The Tom Tancredo Road Show
Following politics, you learn to keep up with the calendar’s deadlines for campaign finance filings, dates for caucuses, assemblies, primaries and the like.you also learn about the unofficial calendar. In Colorado, one of the biggest election cycle events of the past decade has been the Tom Tancredo Road Show.
It’s fabulous political theater, performed by a consummate performance artist who for decades has made his money attacking illegal immigration, stoking hatred toward Muslims, trying to end or curtail abortion rights and generally pushing Republicans to the dark side.
The road show features motorcycles, leather jackets, beer bashes and cookouts draped in American flags, and lots of rhetorical grenades and flame-throwing.
Tancredo’s bare-knuckles messaging connects like a jab to the nose and a hook to the jaw.
Typically, the tour starts later than you’d expect for a candidate interested in winning, and there’s a lesson there we’ll take up. This cycle it’s starting early.
Tancredo told Denver Post reporter John Frank late last month that, while he left the GOP for a second time in 2015, he’s now thinking about re-registering and hopping into the Republican primary race for governor. His reason for chewing it over explains much about the focus of the regular tour.
The Tanc believes that — post Charlottesville, Va. — the GOP should stand by the claim that those ideologically incomprehensible antifascists are just as bad as the Ku Klux Klan, the neo-nazis and the rest of the so-called white supremacists who ended up killing a young woman, injuring many others and attempting to lay waste to the idea that tolerant multiculturalism is a reasonable goal.
His Trump-like equivalency on the subject isn’t armchair quarterbacking, either. Stoking his ire is the fact that, after Charlottesville, the Cheyenne Mountain Resort in Colorado Springs canceled a conference reservation for the white nationalist organization VDARE Foundation. Tancredo was to speak.
A VDARE writer was among the Charlottesville demonstration organizers.

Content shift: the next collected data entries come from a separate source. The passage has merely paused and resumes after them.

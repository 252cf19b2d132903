//! drinkmix - headless driver for the drink mixer block entity
//!
//! Loads a drink pack, resumes the saved mixer, runs a mixing session and
//! saves the mixer record back.

mod config;
mod headless;

use anyhow::{Context, Result};
use clap::{Parser, Subcommand};
use config::{MixerConfig, DEFAULT_CONFIG_PATH};
use drinkmix_assets::{default_registry, registry_from_file};
use drinkmix_core::ItemStack;
use drinkmix_world::{DrinkMixerRegistry, IngredientLookup};
use headless::Session;
use std::path::PathBuf;
use tracing::info;

#[derive(Debug, Parser)]
#[command(name = "drinkmix", version, about = "Mix tropical drinks headlessly")]
struct Cli {
    /// TOML configuration file.
    #[arg(long, default_value = DEFAULT_CONFIG_PATH)]
    config: PathBuf,
    /// Drink pack JSON (overrides the config file).
    #[arg(long)]
    pack: Option<PathBuf>,
    /// Mixer record to resume and save (overrides the config file).
    #[arg(long)]
    state: Option<PathBuf>,
    /// Write session events as JSON lines.
    #[arg(long)]
    events: Option<PathBuf>,
    #[command(subcommand)]
    command: Command,
}

#[derive(Debug, Subcommand)]
enum Command {
    /// Insert items, mix, and collect the drink.
    Mix {
        /// Item keys, e.g. `tropic:pineapple`.
        #[arg(required = true)]
        items: Vec<String>,
    },
    /// Drop everything in the mixer.
    Empty,
    /// Print the saved mixer record.
    Inspect,
    /// List the drinks the loaded pack can make.
    Recipes,
}

fn main() -> Result<()> {
    // Initialize tracing with WARN level by default (can be overridden via RUST_LOG env var)
    tracing_subscriber::fmt()
        .with_env_filter(
            tracing_subscriber::EnvFilter::try_from_default_env()
                .unwrap_or_else(|_| tracing_subscriber::EnvFilter::new("warn")),
        )
        .init();

    info!("Starting drinkmix v{}", env!("CARGO_PKG_VERSION"));

    let cli = Cli::parse();
    let mut cfg = MixerConfig::load_from_path(&cli.config);
    if let Some(pack) = cli.pack {
        cfg.pack = Some(pack);
    }
    if let Some(state) = cli.state {
        cfg.state_path = state;
    }

    let registry = load_registry(&cfg)?;

    match cli.command {
        Command::Recipes => {
            for recipe in registry.recipes() {
                let names: Vec<String> = recipe
                    .ingredients
                    .iter()
                    .filter_map(|&id| registry.ingredients().by_id(id))
                    .map(|i| i.stack.item.to_string())
                    .collect();
                println!("{}: {}", recipe.drink.key, names.join(" + "));
            }
        }
        Command::Inspect => {
            let session = Session::open(&cfg, registry, None)?;
            let record = session.mixer().to_record();
            println!("{}", serde_json::to_string_pretty(&record)?);
        }
        Command::Mix { items } => {
            let mut session = Session::open(&cfg, registry, cli.events.as_deref())?;
            let report = session.mix(&items)?;
            for item in &report.rejected {
                println!("rejected {item}");
            }
            println!("mixed for {} ticks", report.ticks);
            print_drops(&report.drops);
            session.save()?;
        }
        Command::Empty => {
            let mut session = Session::open(&cfg, registry, cli.events.as_deref())?;
            let drops = session.empty()?;
            print_drops(&drops);
            session.save()?;
        }
    }

    Ok(())
}

fn load_registry(cfg: &MixerConfig) -> Result<DrinkMixerRegistry> {
    match &cfg.pack {
        Some(path) => registry_from_file(path)
            .with_context(|| format!("failed to load drink pack from {}", path.display())),
        None => default_registry().context("built-in drink pack is invalid"),
    }
}

fn print_drops(drops: &[ItemStack]) {
    for stack in drops {
        println!("dropped {} x{}", stack.item, stack.count);
    }
}
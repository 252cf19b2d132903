#![warn(missing_docs)]
//! Drink mixer block entity and the world services it talks to.

mod cocktail;
mod drink_mixer;
mod drop_item;
mod host;
mod ingredient;
mod mixer_recipes;
mod persist;
mod sync;

pub use cocktail::*;
pub use drink_mixer::*;
pub use drop_item::*;
pub use host::*;
pub use ingredient::*;
pub use mixer_recipes::*;
pub use persist::*;
pub use sync::*;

Tancredo is upset that no Colorado Republican “elected or running for office, has the guts to say, ‘What the hell is going on?’ ”
More recently, Tancredo told KNUS talk show host Dan Caplis he hoped U.S. Rep. Mike Coffman, R-aurora, would be defeated in his 2018 re-election bid. Coffman’s great sin is rightly criticizing President Donald Trump and working to enshrine into law provisions that would protect children brought to the country illegally from being deported back to lands they’ve never known.
Beyond most of his political views, which I find abhorrent, I admire Tancredo’s natural talents and refined skills at what he does. I’ve written positively about him in the past.
He’s got Christmas-tree charisma. He means to perform the important role of watchdog over what he believes should be his party’s bedrock principles.
Except that Tancredo is like the cherubic kid at the birthday party who ruins it all by throwing rocks at the hosts’ dogs and peeing in the punch. As a state legislator and U.S. congressman, as well as a member of the Reagan administration, Tancredo was mostly serious about the work.
But the question over the last several years has been and remains whether Tancredo is truly seeking office or simply trying to keep the donations pouring in.
(You’ve got to admit, he’s got a great gig. It’s far easier being a Sarah Palin on a bus than a Bill Owens running the state.)
The question with launching another Tancredo Road Show now is whether another tour ruins any chance of serious consideration of conservative candidates.
After months of Trump Land, with growing fears of class warfare, with too many Democrats rushing to follow the nutcase lead of Sen. Bernie Sanders, Colorado voters deserve a legitimate Republican gubernatorial contender.
Another Tancredo Road Show would almost certainly spoil the opportunity.